Start of SOURCE MATERIAL

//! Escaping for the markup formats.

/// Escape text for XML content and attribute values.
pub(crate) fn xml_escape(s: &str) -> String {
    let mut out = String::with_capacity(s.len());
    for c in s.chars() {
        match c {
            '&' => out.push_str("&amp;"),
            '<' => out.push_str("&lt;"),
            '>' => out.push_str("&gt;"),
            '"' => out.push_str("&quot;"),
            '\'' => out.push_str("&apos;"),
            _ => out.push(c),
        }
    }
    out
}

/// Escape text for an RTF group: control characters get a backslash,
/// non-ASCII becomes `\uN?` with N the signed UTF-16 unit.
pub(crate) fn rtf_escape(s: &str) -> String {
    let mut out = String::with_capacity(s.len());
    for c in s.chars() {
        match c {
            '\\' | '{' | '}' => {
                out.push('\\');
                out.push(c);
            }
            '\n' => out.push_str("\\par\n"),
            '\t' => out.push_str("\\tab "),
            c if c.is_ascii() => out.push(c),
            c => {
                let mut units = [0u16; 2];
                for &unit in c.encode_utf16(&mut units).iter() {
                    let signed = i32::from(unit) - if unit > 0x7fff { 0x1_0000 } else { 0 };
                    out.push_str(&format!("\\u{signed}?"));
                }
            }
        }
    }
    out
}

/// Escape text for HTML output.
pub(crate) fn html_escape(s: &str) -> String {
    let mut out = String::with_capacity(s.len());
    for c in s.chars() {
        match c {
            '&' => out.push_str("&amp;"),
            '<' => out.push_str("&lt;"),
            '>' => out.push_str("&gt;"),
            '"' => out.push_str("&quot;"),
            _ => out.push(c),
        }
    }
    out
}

End of SOURCE MATERIAL
Start of SOURCE MATERIAL

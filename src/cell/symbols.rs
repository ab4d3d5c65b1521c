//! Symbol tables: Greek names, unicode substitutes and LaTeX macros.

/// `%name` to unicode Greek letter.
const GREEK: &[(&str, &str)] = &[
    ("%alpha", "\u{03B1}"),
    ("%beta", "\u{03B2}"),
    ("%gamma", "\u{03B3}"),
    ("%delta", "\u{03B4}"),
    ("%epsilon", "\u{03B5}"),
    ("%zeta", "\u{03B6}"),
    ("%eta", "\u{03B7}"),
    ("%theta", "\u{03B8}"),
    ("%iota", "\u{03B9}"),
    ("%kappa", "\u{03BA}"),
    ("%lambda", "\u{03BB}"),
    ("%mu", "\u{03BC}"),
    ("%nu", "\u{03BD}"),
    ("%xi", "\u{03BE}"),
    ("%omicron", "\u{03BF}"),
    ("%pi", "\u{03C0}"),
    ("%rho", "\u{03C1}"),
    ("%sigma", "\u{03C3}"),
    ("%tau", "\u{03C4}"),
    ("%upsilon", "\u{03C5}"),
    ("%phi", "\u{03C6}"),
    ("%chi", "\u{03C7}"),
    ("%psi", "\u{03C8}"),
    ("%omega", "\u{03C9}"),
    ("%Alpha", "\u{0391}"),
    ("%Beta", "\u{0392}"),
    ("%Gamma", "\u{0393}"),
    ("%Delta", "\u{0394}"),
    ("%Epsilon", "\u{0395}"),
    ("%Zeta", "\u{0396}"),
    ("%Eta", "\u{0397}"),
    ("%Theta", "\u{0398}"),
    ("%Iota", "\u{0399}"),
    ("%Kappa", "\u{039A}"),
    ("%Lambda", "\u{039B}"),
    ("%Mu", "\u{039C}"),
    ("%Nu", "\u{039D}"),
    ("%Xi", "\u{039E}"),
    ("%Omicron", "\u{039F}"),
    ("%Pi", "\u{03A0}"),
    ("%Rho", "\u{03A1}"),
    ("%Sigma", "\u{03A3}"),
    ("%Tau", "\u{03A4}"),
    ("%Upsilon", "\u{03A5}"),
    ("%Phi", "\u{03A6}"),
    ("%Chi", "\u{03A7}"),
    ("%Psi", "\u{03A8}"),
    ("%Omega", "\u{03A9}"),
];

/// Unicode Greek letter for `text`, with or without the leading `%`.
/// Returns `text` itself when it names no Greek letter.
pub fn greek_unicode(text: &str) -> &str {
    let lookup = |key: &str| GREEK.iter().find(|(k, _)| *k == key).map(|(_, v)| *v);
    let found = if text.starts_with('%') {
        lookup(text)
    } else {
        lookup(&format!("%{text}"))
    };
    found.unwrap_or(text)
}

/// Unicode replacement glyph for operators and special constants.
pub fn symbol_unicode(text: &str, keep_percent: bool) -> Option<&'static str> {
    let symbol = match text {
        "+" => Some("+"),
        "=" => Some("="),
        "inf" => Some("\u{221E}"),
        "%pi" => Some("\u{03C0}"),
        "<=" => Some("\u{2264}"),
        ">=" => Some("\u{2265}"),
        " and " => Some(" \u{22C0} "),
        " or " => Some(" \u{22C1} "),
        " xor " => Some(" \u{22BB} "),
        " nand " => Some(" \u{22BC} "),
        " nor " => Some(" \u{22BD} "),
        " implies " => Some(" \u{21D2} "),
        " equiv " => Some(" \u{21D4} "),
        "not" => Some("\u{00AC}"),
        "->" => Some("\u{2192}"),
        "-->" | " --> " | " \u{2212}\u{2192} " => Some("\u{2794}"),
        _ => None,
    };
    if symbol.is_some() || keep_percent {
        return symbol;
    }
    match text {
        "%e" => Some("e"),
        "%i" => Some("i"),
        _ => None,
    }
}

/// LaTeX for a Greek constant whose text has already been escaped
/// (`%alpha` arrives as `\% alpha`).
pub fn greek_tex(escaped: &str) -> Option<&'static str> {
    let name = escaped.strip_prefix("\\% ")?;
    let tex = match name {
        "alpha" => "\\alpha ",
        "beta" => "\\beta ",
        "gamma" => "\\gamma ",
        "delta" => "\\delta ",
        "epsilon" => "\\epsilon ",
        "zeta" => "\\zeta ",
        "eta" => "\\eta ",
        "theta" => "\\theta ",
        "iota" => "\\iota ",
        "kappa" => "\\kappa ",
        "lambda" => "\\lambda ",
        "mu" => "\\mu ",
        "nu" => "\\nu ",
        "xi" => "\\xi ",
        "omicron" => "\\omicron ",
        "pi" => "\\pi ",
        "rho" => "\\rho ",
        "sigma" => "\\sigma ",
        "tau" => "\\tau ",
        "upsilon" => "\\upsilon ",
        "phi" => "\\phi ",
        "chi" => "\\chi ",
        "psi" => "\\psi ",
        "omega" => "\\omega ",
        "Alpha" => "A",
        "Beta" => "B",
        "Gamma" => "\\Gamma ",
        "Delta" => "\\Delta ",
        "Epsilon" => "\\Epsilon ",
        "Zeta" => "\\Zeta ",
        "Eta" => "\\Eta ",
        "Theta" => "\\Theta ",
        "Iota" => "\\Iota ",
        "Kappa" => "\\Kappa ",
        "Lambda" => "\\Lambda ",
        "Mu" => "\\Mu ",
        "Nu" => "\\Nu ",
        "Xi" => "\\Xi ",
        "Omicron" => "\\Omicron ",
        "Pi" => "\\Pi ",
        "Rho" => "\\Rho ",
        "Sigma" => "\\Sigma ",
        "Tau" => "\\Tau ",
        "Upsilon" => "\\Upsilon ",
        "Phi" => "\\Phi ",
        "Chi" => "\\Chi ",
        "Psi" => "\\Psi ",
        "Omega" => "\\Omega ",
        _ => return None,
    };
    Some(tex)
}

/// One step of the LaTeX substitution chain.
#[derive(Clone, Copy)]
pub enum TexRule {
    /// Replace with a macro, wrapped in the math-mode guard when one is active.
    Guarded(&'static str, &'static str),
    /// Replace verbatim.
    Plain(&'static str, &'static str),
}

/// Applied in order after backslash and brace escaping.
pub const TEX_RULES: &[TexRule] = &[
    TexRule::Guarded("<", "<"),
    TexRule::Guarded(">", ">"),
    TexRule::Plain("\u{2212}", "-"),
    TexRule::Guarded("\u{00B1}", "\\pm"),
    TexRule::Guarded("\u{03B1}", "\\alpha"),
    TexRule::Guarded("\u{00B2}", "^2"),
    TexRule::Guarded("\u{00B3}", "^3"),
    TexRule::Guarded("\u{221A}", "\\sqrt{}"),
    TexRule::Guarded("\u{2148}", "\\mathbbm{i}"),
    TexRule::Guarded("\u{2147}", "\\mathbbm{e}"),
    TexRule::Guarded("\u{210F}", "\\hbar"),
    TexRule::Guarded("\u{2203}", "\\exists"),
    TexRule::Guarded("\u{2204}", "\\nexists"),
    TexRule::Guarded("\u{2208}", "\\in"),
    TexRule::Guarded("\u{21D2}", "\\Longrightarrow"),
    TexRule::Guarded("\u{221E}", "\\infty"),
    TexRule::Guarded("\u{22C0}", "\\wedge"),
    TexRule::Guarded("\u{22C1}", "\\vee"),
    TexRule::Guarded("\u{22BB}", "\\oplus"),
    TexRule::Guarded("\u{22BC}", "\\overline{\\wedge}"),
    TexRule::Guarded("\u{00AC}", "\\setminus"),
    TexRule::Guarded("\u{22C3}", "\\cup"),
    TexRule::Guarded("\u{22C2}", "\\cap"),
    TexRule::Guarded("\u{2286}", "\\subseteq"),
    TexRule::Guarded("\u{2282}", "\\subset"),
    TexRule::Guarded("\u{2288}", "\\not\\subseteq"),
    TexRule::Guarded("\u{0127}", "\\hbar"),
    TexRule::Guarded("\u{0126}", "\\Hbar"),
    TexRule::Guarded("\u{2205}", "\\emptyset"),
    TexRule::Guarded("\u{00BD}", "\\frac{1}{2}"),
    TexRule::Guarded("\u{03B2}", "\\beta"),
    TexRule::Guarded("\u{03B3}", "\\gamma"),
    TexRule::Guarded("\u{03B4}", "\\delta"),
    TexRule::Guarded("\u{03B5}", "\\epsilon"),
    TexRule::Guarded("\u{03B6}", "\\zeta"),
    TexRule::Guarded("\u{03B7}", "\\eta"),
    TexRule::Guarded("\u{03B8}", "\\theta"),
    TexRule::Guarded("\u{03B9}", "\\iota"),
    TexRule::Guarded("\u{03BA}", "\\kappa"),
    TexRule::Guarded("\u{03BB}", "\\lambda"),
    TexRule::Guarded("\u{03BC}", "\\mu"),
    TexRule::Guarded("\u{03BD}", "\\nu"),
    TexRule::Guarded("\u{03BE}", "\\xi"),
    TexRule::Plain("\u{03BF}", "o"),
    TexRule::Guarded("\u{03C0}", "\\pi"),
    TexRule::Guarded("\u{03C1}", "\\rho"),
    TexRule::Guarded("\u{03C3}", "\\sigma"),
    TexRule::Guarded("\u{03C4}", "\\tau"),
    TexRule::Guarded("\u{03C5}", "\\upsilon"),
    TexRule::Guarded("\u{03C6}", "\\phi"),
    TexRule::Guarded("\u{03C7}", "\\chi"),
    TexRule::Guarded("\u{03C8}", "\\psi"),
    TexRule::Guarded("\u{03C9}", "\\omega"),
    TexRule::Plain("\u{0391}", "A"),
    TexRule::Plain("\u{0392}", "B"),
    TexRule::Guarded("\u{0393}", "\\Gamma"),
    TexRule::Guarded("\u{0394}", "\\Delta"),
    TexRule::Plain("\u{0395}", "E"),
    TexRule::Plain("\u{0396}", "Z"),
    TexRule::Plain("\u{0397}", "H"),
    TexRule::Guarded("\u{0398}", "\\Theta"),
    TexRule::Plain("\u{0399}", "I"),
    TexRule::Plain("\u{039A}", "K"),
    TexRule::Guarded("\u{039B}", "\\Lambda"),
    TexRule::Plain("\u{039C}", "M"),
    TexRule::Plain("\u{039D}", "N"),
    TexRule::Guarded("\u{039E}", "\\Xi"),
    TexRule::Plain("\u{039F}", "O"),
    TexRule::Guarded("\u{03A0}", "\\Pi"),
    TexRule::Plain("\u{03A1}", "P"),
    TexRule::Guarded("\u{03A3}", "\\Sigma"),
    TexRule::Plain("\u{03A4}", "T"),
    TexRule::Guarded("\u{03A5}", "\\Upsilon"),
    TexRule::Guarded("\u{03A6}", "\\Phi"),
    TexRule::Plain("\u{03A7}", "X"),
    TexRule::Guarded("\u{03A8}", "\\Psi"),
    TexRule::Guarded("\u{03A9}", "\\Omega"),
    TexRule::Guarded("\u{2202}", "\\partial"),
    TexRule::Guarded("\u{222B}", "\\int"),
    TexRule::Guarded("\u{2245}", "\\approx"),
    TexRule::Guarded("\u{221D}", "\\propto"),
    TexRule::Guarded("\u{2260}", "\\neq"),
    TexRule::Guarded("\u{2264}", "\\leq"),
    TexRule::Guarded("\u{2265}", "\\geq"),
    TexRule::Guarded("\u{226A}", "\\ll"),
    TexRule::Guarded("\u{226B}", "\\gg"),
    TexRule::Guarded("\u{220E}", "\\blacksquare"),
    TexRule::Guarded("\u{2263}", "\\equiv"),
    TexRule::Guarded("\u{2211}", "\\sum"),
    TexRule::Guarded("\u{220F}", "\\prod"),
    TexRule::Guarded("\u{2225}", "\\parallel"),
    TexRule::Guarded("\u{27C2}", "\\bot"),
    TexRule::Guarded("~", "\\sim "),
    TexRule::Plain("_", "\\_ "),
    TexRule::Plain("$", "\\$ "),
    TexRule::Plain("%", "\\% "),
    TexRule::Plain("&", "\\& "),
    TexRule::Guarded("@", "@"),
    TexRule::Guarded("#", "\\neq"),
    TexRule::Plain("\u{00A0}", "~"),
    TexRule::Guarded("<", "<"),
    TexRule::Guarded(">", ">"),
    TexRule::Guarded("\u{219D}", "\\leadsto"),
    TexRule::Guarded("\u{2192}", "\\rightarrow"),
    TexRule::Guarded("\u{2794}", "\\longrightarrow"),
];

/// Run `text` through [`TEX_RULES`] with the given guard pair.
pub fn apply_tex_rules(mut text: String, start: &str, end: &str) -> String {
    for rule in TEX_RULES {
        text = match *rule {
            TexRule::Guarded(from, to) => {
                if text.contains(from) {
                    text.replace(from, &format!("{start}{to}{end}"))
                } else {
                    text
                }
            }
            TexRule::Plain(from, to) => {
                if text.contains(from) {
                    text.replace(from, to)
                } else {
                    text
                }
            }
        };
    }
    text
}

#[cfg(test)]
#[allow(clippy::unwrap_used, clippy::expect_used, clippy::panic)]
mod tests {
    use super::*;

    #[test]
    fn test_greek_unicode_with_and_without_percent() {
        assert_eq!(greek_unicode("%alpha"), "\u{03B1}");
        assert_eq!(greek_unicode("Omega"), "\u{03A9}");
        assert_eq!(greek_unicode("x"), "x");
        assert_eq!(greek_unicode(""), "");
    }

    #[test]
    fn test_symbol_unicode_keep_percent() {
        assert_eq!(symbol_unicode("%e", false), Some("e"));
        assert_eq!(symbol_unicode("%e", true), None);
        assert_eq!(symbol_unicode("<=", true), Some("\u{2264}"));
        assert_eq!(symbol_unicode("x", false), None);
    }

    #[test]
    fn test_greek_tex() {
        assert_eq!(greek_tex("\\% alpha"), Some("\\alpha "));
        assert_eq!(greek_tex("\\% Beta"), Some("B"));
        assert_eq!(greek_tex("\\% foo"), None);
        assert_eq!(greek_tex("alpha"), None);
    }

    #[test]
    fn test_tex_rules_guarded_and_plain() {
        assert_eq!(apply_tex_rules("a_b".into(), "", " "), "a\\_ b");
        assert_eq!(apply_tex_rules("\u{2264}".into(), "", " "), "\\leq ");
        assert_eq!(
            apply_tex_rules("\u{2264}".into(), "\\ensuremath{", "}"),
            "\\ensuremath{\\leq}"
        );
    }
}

End of SOURCE MATERIAL

> _TO DO_: Your reply should be one number, the count of lines in the data that include the word "String".

> _EXPECTED ANSWER_: 7